According to Kayla Curry, junior sociology major at Missouri State and Sunrise member, the Sunrise Movement Springfield is an organization made up of young progressives who desire real leadership and a systemic change for battling the climate crisis.

On Earth Day in 2020, Sunrise Movement Springfield planned a strike but it was canceled by the pandemic. On Facebook, the organization expressed their excitement to be able to host a strike and guest speakers such as Tori Cheatham from Renew Missouri, State Representative Betsy Fogel and others for Earth day 2021 at the Jordan Valley Park Amphitheater. 

“We had been planning a strike since last year,” Curry said. “This was our first strike and first real event ever, so it was small but still such a great turnout.”

Katie Chandler, sophomore socio-political communications major and Sunrise member, said the strike was important for showing climate activists that there is a community that will rally with them and that they are not alone. 

“We can’t accomplish much alone, but together we can reach for the stars,” Chandler said.

According to the Missouri Coalition for the Environment, climate change in Missouri is affecting the health and livelihoods of Missourians due to the increase in pests, flooding and extreme weather.

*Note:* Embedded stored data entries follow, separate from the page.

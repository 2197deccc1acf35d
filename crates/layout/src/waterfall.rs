use serde::Serialize;
use spanlens_core::model::span::SpanRecord;

use crate::tree::SpanTree;

/// One horizontal bar in a waterfall view. `relative_start_ms` is the offset
/// from trace start and may be negative under clock skew; it is surfaced
/// as-is rather than clamped.
#[derive(Debug, Clone, Serialize, PartialEq)]
pub struct WaterfallRow {
    pub span: SpanRecord,
    pub relative_start_ms: f64,
    pub duration_ms: f64,
}

/// Waterfall layout: one row per well-formed span regardless of tree
/// connectivity. Rows are ordered for display as non-root spans by
/// descending start timestamp, then the root last; the renderer reverses
/// the list top-to-bottom so the root lands on top.
pub fn build_waterfall_layout(spans: &[SpanRecord]) -> Vec<WaterfallRow> {
    let tree = SpanTree::build(spans);
    if tree.is_empty() {
        return Vec::new();
    }

    let root = tree.first_root();
    let trace_start_ms = match root {
        Some(r) => r.start_ms(),
        None => tree
            .spans()
            .iter()
            .map(|s| s.start_ms())
            .fold(f64::INFINITY, f64::min),
    };

    let mut rest: Vec<&SpanRecord> = tree
        .spans()
        .iter()
        .copied()
        .filter(|s| !root.is_some_and(|r| std::ptr::eq(*s, r)))
        .collect();
    // Stable sort keeps input order among spans sharing a start timestamp.
    rest.sort_by(|a, b| b.start_ms().total_cmp(&a.start_ms()));

    let mut rows: Vec<WaterfallRow> = rest
        .into_iter()
        .map(|s| row(s, trace_start_ms))
        .collect();
    if let Some(r) = root {
        rows.push(row(r, trace_start_ms));
    }
    rows
}

fn row(span: &SpanRecord, trace_start_ms: f64) -> WaterfallRow {
    WaterfallRow {
        span: span.clone(),
        relative_start_ms: span.start_ms() - trace_start_ms,
        duration_ms: span.duration_ms,
    }
}

#[cfg(test)]
mod tests {
    use super::*;
    use testkit::{cyclic_spans, sample_trace, span};

    #[test]
    fn orders_descending_with_root_last() {
        let rows = build_waterfall_layout(&sample_trace("t1"));

        let ids: Vec<_> = rows.iter().map(|r| r.span.span_id.as_str()).collect();
        assert_eq!(ids, vec!["b", "a", "r"]);
        assert_eq!(rows[0].relative_start_ms, 10.0);
        assert_eq!(rows[1].relative_start_ms, 5.0);
        assert_eq!(rows[2].relative_start_ms, 0.0);
    }

    #[test]
    fn emits_every_span_regardless_of_connectivity() {
        let mut spans = sample_trace("t1");
        spans.push(span("t1", "orphan-child", Some("nowhere"), 20, 2.0));
        let rows = build_waterfall_layout(&spans);

        assert_eq!(rows.len(), 4);
    }

    #[test]
    fn negative_offsets_survive() {
        let spans = vec![
            span("t1", "r", None, 0, 100.0),
            span("t1", "early", Some("r"), -7, 3.0),
        ];
        let rows = build_waterfall_layout(&spans);

        let early = rows.iter().find(|r| r.span.span_id == "early").unwrap();
        assert_eq!(early.relative_start_ms, -7.0);
    }

    #[test]
    fn rootless_set_anchors_to_minimum_timestamp() {
        let rows = build_waterfall_layout(&cyclic_spans("t1"));

        assert_eq!(rows.len(), 2);
        let min = rows
            .iter()
            .map(|r| r.relative_start_ms)
            .fold(f64::INFINITY, f64::min);
        assert_eq!(min, 0.0);
    }

    #[test]
    fn empty_input_yields_no_rows() {
        assert!(build_waterfall_layout(&[]).is_empty());
    }
}
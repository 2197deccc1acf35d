use serde::Serialize;
use spanlens_core::config::Config;

pub const BUCKET_LABELS: [&str; 5] = ["fastest", "fast", "medium", "slow", "slowest"];
pub const BUCKET_COLORS: [&str; 5] = ["#66bb6a", "#d4e157", "#ffee58", "#ffa726", "#ef5350"];

/// One of five ordered severity buckets, fastest to slowest. Identical
/// ratios always classify to the identical bucket.
#[derive(Debug, Clone, Copy, Serialize, PartialEq, Eq)]
pub struct DurationBucket {
    pub index: usize,
    pub label: &'static str,
    pub color: &'static str,
}

fn bucket(index: usize) -> DurationBucket {
    DurationBucket {
        index,
        label: BUCKET_LABELS[index],
        color: BUCKET_COLORS[index],
    }
}

/// Classifies a duration ratio with the default thresholds.
pub fn classify_duration(ratio: f64) -> DurationBucket {
    classify_duration_with(&Config::default().classifier_thresholds, ratio)
}

/// Classifies a duration ratio against configured thresholds. The four
/// thresholds are the upper bounds of buckets 0..=3; anything at or above
/// the last threshold, including ratios above 1 from inconsistent durations,
/// lands in the top bucket. Negative or non-numeric input classifies to the
/// bottom bucket instead of erroring.
pub fn classify_duration_with(thresholds: &[f64; 4], ratio: f64) -> DurationBucket {
    if ratio.is_nan() || ratio < 0.0 {
        return bucket(0);
    }
    let index = thresholds
        .iter()
        .position(|&t| ratio < t)
        .unwrap_or(BUCKET_LABELS.len() - 1);
    bucket(index)
}

/// Ratio of a span's duration to a reference duration (the root's for flame
/// layouts, the set maximum for the dependency graph). A zero reference with
/// a positive duration saturates to 1 rather than dividing by zero.
pub fn duration_ratio(duration_ms: f64, reference_ms: f64) -> f64 {
    if reference_ms > 0.0 {
        duration_ms / reference_ms
    } else if duration_ms > 0.0 {
        1.0
    } else {
        0.0
    }
}
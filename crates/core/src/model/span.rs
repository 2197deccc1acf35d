use std::str::FromStr;

use chrono::{DateTime, Utc};
use serde::{Deserialize, Serialize};

use crate::error::{Result, SpanlensError};

#[derive(Debug, Clone, Copy, Serialize, Deserialize, PartialEq, Eq, Default)]
pub enum SpanKind {
    Server,
    Client,
    Internal,
    #[default]
    Unspecified,
}

impl FromStr for SpanKind {
    type Err = SpanlensError;

    fn from_str(s: &str) -> Result<Self> {
        match s.to_ascii_uppercase().as_str() {
            "SERVER" => Ok(Self::Server),
            "CLIENT" => Ok(Self::Client),
            "INTERNAL" => Ok(Self::Internal),
            "" | "UNSPECIFIED" => Ok(Self::Unspecified),
            _ => Err(SpanlensError::Parse(format!("unknown span kind: {s}"))),
        }
    }
}

#[derive(Debug, Clone, Copy, Serialize, Deserialize, PartialEq, Eq, Default)]
pub enum SpanStatus {
    #[default]
    Ok,
    Error,
}

impl FromStr for SpanStatus {
    type Err = SpanlensError;

    fn from_str(s: &str) -> Result<Self> {
        match s.to_ascii_uppercase().as_str() {
            "" | "OK" => Ok(Self::Ok),
            "ERROR" => Ok(Self::Error),
            _ => Err(SpanlensError::Parse(format!("unknown span status: {s}"))),
        }
    }
}

/// One timed unit of work in a trace, as supplied by the query backend.
///
/// `duration_ms` is carried as reported rather than derived from an end
/// timestamp: child durations may exceed the parent's remaining time and the
/// layout engines must see that inconsistency, not a corrected value.
#[derive(Debug, Clone, Serialize, Deserialize, PartialEq)]
pub struct SpanRecord {
    pub trace_id: String,
    pub span_id: String,
    pub parent_span_id: Option<String>,
    pub service: String,
    pub name: String,
    pub start_ts: DateTime<Utc>,
    pub duration_ms: f64,
    pub kind: SpanKind,
    pub status: SpanStatus,
    pub http_method: Option<String>,
    pub http_path: Option<String>,
    pub http_status: Option<u16>,
    pub db_statement: Option<String>,
    pub attrs_json: String,
}

impl SpanRecord {
    pub fn start_ms(&self) -> f64 {
        self.start_ts.timestamp_millis() as f64
    }

    /// Checks the fields layout geometry depends on. Spans failing this are
    /// skipped individually by the layout engines; the rest of the batch
    /// still renders.
    pub fn validate(&self) -> Result<()> {
        if self.span_id.is_empty() {
            return Err(SpanlensError::InvalidSpan("empty span_id".to_string()));
        }
        if !self.duration_ms.is_finite() {
            return Err(SpanlensError::InvalidSpan(format!(
                "non-numeric duration for span {}",
                self.span_id
            )));
        }
        if self.duration_ms < 0.0 {
            return Err(SpanlensError::InvalidSpan(format!(
                "negative duration for span {}",
                self.span_id
            )));
        }
        Ok(())
    }

    pub fn is_error(&self) -> bool {
        self.status == SpanStatus::Error
    }
}

#[cfg(test)]
mod tests {
    use chrono::TimeZone;

    use super::*;

    fn span(id: &str, duration_ms: f64) -> SpanRecord {
        SpanRecord {
            trace_id: "t1".to_string(),
            span_id: id.to_string(),
            parent_span_id: None,
            service: "api".to_string(),
            name: "GET /v1/orders".to_string(),
            start_ts: Utc.with_ymd_and_hms(2026, 2, 1, 0, 0, 0).unwrap(),
            duration_ms,
            kind: SpanKind::Server,
            status: SpanStatus::Ok,
            http_method: None,
            http_path: None,
            http_status: None,
            db_statement: None,
            attrs_json: "{}".to_string(),
        }
    }

    #[test]
    fn kind_and_status_parse() {
        assert_eq!(SpanKind::from_str("server").unwrap(), SpanKind::Server);
        assert_eq!(SpanKind::from_str("").unwrap(), SpanKind::Unspecified);
        assert!(SpanKind::from_str("producer").is_err());
        assert_eq!(SpanStatus::from_str("error").unwrap(), SpanStatus::Error);
        assert!(SpanStatus::from_str("unset").is_err());
    }

    #[test]
    fn validate_accepts_well_formed() {
        assert!(span("a", 12.5).validate().is_ok());
        assert!(span("a", 0.0).validate().is_ok());
    }

    #[test]
    fn validate_rejects_malformed() {
        assert!(span("", 1.0).validate().is_err());
        assert!(span("a", f64::NAN).validate().is_err());
        assert!(span("a", f64::INFINITY).validate().is_err());
        assert!(span("a", -1.0).validate().is_err());
    }
}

“Right now, we're seeing crazy weather such as a snow day in April,” Chandler said, who predicted “crazy” weather will only increase if there is no change.

Curry said she felt like it was easy to feel alone in Springfield as a climate activist. 

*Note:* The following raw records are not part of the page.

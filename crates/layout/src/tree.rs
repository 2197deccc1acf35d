use std::collections::{HashMap, HashSet};

use spanlens_core::model::span::SpanRecord;
use tracing::warn;

/// Parent→children adjacency over one span collection, built in a single
/// pass. Spans failing validation are dropped here so every layout engine
/// sees the same cleaned set.
///
/// A span is a root when its parent reference is absent or does not resolve
/// to any span in the collection. Orphaned references are expected from
/// partial traces and are promoted rather than rejected.
pub struct SpanTree<'a> {
    spans: Vec<&'a SpanRecord>,
    children: HashMap<&'a str, Vec<&'a SpanRecord>>,
    roots: Vec<&'a SpanRecord>,
    ids: HashSet<&'a str>,
}

impl<'a> SpanTree<'a> {
    pub fn build(spans: &'a [SpanRecord]) -> Self {
        let mut kept = Vec::with_capacity(spans.len());
        for span in spans {
            match span.validate() {
                Ok(()) => kept.push(span),
                Err(e) => warn!(error = %e, "skipping malformed span"),
            }
        }

        let ids: HashSet<&str> = kept.iter().map(|s| s.span_id.as_str()).collect();
        let mut children: HashMap<&str, Vec<&SpanRecord>> = HashMap::new();
        let mut roots = Vec::new();
        for span in &kept {
            match span.parent_span_id.as_deref() {
                Some(parent) if ids.contains(parent) => {
                    children.entry(parent).or_default().push(span);
                }
                _ => roots.push(*span),
            }
        }

        Self {
            spans: kept,
            children,
            roots,
            ids,
        }
    }

    /// Well-formed spans in input order.
    pub fn spans(&self) -> &[&'a SpanRecord] {
        &self.spans
    }

    /// Root candidates in input order.
    pub fn roots(&self) -> &[&'a SpanRecord] {
        &self.roots
    }

    pub fn first_root(&self) -> Option<&'a SpanRecord> {
        self.roots.first().copied()
    }

    pub fn children_of(&self, span_id: &str) -> &[&'a SpanRecord] {
        self.children.get(span_id).map(Vec::as_slice).unwrap_or(&[])
    }

    pub fn contains(&self, span_id: &str) -> bool {
        self.ids.contains(span_id)
    }

    pub fn is_empty(&self) -> bool {
        self.spans.is_empty()
    }
}

#[cfg(test)]
mod tests {
    use super::*;
    use testkit::{cyclic_spans, sample_trace, span};

    #[test]
    fn groups_children_and_picks_root() {
        let spans = sample_trace("t1");
        let tree = SpanTree::build(&spans);

        assert_eq!(tree.roots().len(), 1);
        assert_eq!(tree.first_root().unwrap().span_id, "r");
        let kids: Vec<_> = tree.children_of("r").iter().map(|s| s.span_id.as_str()).collect();
        assert_eq!(kids, vec!["a", "b"]);
        assert!(tree.children_of("a").is_empty());
    }

    #[test]
    fn orphaned_parent_reference_promotes_to_root() {
        let spans = vec![
            span("t1", "a", None, 0, 10.0),
            span("t1", "b", Some("missing"), 5, 5.0),
        ];
        let tree = SpanTree::build(&spans);

        let roots: Vec<_> = tree.roots().iter().map(|s| s.span_id.as_str()).collect();
        assert_eq!(roots, vec!["a", "b"]);
    }

    #[test]
    fn malformed_spans_are_dropped_individually() {
        let mut spans = sample_trace("t1");
        spans.push(span("t1", "bad", Some("r"), 0, f64::NAN));
        spans.push(span("t1", "", Some("r"), 0, 1.0));
        let tree = SpanTree::build(&spans);

        assert_eq!(tree.spans().len(), 3);
        assert_eq!(tree.children_of("r").len(), 2);
    }

    #[test]
    fn fully_cyclic_set_has_no_roots() {
        let spans = cyclic_spans("t1");
        let tree = SpanTree::build(&spans);

        assert!(tree.roots().is_empty());
        assert_eq!(tree.spans().len(), 2);
    }
}
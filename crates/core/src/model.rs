pub mod span;
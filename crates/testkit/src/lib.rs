use chrono::{Duration, TimeZone, Utc};
use spanlens_core::model::span::{SpanKind, SpanRecord, SpanStatus};

pub fn fresh_trace_id() -> String {
    uuid::Uuid::new_v4().simple().to_string()
}

/// Builds one span offset from a fixed base instant. Negative offsets model
/// clock skew ahead of the trace start.
pub fn span(
    trace_id: &str,
    span_id: &str,
    parent: Option<&str>,
    start_offset_ms: i64,
    duration_ms: f64,
) -> SpanRecord {
    let base = Utc.with_ymd_and_hms(2026, 2, 1, 0, 0, 0).unwrap();
    SpanRecord {
        trace_id: trace_id.to_string(),
        span_id: span_id.to_string(),
        parent_span_id: parent.map(str::to_string),
        service: "api".to_string(),
        name: format!("op.{span_id}"),
        start_ts: base + Duration::milliseconds(start_offset_ms),
        duration_ms,
        kind: SpanKind::Internal,
        status: SpanStatus::Ok,
        http_method: None,
        http_path: None,
        http_status: None,
        db_statement: None,
        attrs_json: "{}".to_string(),
    }
}

/// Three-span trace with the proportions used throughout the layout tests:
/// a 100ms root whose children take 60% and 40% of the sibling total, at
/// +5ms and +10ms from trace start.
pub fn sample_trace(trace_id: &str) -> Vec<SpanRecord> {
    vec![
        span(trace_id, "r", None, 0, 100.0),
        span(trace_id, "a", Some("r"), 5, 60.0),
        span(trace_id, "b", Some("r"), 10, 40.0),
    ]
}

/// Two-level trace across services: a gateway root fanning out to auth and
/// orders, with a failing database call under orders.
pub fn fan_out_trace(trace_id: &str) -> Vec<SpanRecord> {
    let base = Utc.with_ymd_and_hms(2026, 2, 1, 0, 0, 0).unwrap();
    vec![
        SpanRecord {
            trace_id: trace_id.to_string(),
            span_id: "root".to_string(),
            parent_span_id: None,
            service: "gateway".to_string(),
            name: "GET /v1/orders".to_string(),
            start_ts: base,
            duration_ms: 120.0,
            kind: SpanKind::Server,
            status: SpanStatus::Ok,
            http_method: Some("GET".to_string()),
            http_path: Some("/v1/orders".to_string()),
            http_status: Some(200),
            db_statement: None,
            attrs_json: "{}".to_string(),
        },
        SpanRecord {
            trace_id: trace_id.to_string(),
            span_id: "auth".to_string(),
            parent_span_id: Some("root".to_string()),
            service: "auth".to_string(),
            name: "check token".to_string(),
            start_ts: base + Duration::milliseconds(4),
            duration_ms: 18.0,
            kind: SpanKind::Client,
            status: SpanStatus::Ok,
            http_method: None,
            http_path: None,
            http_status: None,
            db_statement: None,
            attrs_json: "{}".to_string(),
        },
        SpanRecord {
            trace_id: trace_id.to_string(),
            span_id: "orders".to_string(),
            parent_span_id: Some("root".to_string()),
            service: "orders".to_string(),
            name: "list orders".to_string(),
            start_ts: base + Duration::milliseconds(25),
            duration_ms: 80.0,
            kind: SpanKind::Server,
            status: SpanStatus::Ok,
            http_method: None,
            http_path: None,
            http_status: None,
            db_statement: None,
            attrs_json: serde_json::json!({"peer": "orders:8080"}).to_string(),
        },
        SpanRecord {
            trace_id: trace_id.to_string(),
            span_id: "orders-db".to_string(),
            parent_span_id: Some("orders".to_string()),
            service: "orders".to_string(),
            name: "SELECT orders".to_string(),
            start_ts: base + Duration::milliseconds(30),
            duration_ms: 65.0,
            kind: SpanKind::Client,
            status: SpanStatus::Error,
            http_method: None,
            http_path: None,
            http_status: None,
            db_statement: Some("SELECT * FROM orders WHERE user_id = ?".to_string()),
            attrs_json: serde_json::json!({"peer": "postgres:5432"}).to_string(),
        },
    ]
}

/// Two spans referencing each other as parents: no resolvable root, one
/// parent cycle. Exercises the visited-set guards.
pub fn cyclic_spans(trace_id: &str) -> Vec<SpanRecord> {
    vec![
        span(trace_id, "a", Some("b"), 0, 20.0),
        span(trace_id, "b", Some("a"), 3, 10.0),
    ]
}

“The fight against climate change doesn’t have to be a losing one,” Curry said. “I think it (the strike) was an important reminder to us and to our community that even in Springfield change is possible, and it’s happening.” 

Not only do members of the Sunrise Movement Springfield want change in the community, they are also looking for change on Missouri State’s campus. 

“Missouri State has the foundations to take sustainability to the next level; now it’s about going past the small things such as reduce, reuse, recycle and start thinking bigger,” Chandler said. “We’re past the awareness stage. We must move into the action stage.”

Curry and Chandler said the Sunrise Movement Springfield social media pages such as Facebook and Instagram @sunrisespringfield announce when Zoom meetings are and will pick up with events next semester. 

Disclaimer: Kayla Curry formerly wrote for The Standard.